• **What to work on**:
Pull every line containing the word "fixed" from the records.
[[ Provided records, beginning ]]
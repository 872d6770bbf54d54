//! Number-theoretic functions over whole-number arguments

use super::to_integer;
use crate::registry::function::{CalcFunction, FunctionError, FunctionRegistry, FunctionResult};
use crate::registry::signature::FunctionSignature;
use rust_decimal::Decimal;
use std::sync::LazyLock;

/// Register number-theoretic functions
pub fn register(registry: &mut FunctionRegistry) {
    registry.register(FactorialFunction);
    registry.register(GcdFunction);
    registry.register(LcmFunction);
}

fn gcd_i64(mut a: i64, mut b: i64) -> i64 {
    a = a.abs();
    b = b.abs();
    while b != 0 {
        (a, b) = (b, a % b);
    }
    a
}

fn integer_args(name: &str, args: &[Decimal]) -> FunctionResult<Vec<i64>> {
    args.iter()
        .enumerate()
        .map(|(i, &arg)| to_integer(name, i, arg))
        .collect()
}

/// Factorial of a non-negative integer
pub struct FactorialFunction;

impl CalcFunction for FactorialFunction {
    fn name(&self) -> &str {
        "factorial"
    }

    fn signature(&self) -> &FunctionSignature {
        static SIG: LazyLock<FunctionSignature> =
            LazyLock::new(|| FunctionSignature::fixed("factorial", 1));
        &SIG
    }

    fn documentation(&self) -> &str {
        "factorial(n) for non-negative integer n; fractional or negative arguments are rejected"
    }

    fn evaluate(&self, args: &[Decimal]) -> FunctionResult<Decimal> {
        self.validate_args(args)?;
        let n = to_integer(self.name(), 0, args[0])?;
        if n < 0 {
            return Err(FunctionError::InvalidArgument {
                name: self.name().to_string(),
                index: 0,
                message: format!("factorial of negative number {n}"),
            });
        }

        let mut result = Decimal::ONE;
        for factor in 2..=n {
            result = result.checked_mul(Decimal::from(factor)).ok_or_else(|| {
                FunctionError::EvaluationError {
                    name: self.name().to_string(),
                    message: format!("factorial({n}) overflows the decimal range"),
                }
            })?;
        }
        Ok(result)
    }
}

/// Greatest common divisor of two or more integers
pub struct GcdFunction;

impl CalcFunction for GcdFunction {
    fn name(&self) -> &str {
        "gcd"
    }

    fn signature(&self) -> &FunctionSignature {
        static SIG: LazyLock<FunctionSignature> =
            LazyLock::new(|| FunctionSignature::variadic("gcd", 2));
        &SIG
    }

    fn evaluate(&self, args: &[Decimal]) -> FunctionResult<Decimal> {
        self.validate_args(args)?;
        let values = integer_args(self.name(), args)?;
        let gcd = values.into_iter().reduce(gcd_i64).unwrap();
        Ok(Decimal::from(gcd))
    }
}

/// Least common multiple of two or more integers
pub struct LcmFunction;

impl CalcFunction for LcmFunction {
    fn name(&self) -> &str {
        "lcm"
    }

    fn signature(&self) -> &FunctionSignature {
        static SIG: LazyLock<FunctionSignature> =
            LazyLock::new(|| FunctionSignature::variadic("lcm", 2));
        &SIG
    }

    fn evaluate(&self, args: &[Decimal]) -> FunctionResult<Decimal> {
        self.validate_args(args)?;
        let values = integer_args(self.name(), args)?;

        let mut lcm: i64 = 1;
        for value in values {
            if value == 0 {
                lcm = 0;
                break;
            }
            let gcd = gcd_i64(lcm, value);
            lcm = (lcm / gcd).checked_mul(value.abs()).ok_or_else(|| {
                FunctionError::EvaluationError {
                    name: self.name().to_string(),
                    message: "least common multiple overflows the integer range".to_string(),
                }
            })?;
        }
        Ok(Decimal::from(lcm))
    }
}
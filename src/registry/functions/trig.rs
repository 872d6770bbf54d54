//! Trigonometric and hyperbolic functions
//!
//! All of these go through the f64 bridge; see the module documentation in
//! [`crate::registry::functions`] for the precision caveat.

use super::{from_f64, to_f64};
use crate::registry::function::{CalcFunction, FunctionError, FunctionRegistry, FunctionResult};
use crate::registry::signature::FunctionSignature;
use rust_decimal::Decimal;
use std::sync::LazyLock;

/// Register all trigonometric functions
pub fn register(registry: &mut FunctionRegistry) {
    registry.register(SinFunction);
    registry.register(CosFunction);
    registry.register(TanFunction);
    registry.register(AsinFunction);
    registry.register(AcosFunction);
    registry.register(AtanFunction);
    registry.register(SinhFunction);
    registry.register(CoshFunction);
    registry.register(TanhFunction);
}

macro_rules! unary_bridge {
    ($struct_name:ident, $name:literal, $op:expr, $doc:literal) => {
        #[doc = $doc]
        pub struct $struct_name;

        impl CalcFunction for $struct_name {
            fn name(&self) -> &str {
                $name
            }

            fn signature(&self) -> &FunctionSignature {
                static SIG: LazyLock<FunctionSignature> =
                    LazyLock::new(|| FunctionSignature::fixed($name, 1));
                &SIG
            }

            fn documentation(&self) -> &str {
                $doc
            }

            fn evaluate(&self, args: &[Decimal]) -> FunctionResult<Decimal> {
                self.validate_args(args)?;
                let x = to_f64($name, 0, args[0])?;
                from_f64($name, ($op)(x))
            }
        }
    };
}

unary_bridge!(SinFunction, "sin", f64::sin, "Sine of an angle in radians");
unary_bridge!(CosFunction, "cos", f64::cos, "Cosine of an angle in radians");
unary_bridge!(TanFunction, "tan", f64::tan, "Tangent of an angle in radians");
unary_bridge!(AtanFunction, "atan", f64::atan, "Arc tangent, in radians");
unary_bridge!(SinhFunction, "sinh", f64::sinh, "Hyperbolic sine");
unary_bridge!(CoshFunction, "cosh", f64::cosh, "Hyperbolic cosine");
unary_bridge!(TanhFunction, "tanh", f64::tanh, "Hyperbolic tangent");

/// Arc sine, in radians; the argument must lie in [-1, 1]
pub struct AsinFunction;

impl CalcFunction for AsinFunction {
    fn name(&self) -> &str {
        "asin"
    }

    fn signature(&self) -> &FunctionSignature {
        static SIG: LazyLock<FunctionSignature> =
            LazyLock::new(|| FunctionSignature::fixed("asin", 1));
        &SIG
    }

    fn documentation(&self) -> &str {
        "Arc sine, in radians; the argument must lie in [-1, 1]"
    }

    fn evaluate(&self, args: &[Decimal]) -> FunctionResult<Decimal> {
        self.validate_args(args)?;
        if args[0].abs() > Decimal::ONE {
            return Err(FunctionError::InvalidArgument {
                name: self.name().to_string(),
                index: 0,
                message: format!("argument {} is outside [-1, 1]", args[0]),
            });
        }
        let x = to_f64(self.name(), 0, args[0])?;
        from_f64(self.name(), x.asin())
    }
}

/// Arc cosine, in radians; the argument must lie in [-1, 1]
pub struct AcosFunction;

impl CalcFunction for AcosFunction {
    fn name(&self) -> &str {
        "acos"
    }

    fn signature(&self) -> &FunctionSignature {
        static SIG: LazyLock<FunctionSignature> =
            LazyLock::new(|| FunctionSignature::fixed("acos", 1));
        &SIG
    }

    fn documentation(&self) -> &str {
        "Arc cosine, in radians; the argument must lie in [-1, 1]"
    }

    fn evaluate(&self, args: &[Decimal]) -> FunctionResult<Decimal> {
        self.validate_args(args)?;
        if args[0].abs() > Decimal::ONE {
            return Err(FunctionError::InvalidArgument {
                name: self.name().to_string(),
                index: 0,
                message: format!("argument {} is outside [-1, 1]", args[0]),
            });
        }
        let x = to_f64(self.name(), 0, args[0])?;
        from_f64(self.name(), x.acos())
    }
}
[[ Provided records, end ]]
• **Written solution**:
            LazyLock::new(|| FunctionSignature::fixed("factorial", 1));
                    LazyLock::new(|| FunctionSignature::fixed($name, 1));
            LazyLock::new(|| FunctionSignature::fixed("asin", 1));
            LazyLock::new(|| FunctionSignature::fixed("acos", 1));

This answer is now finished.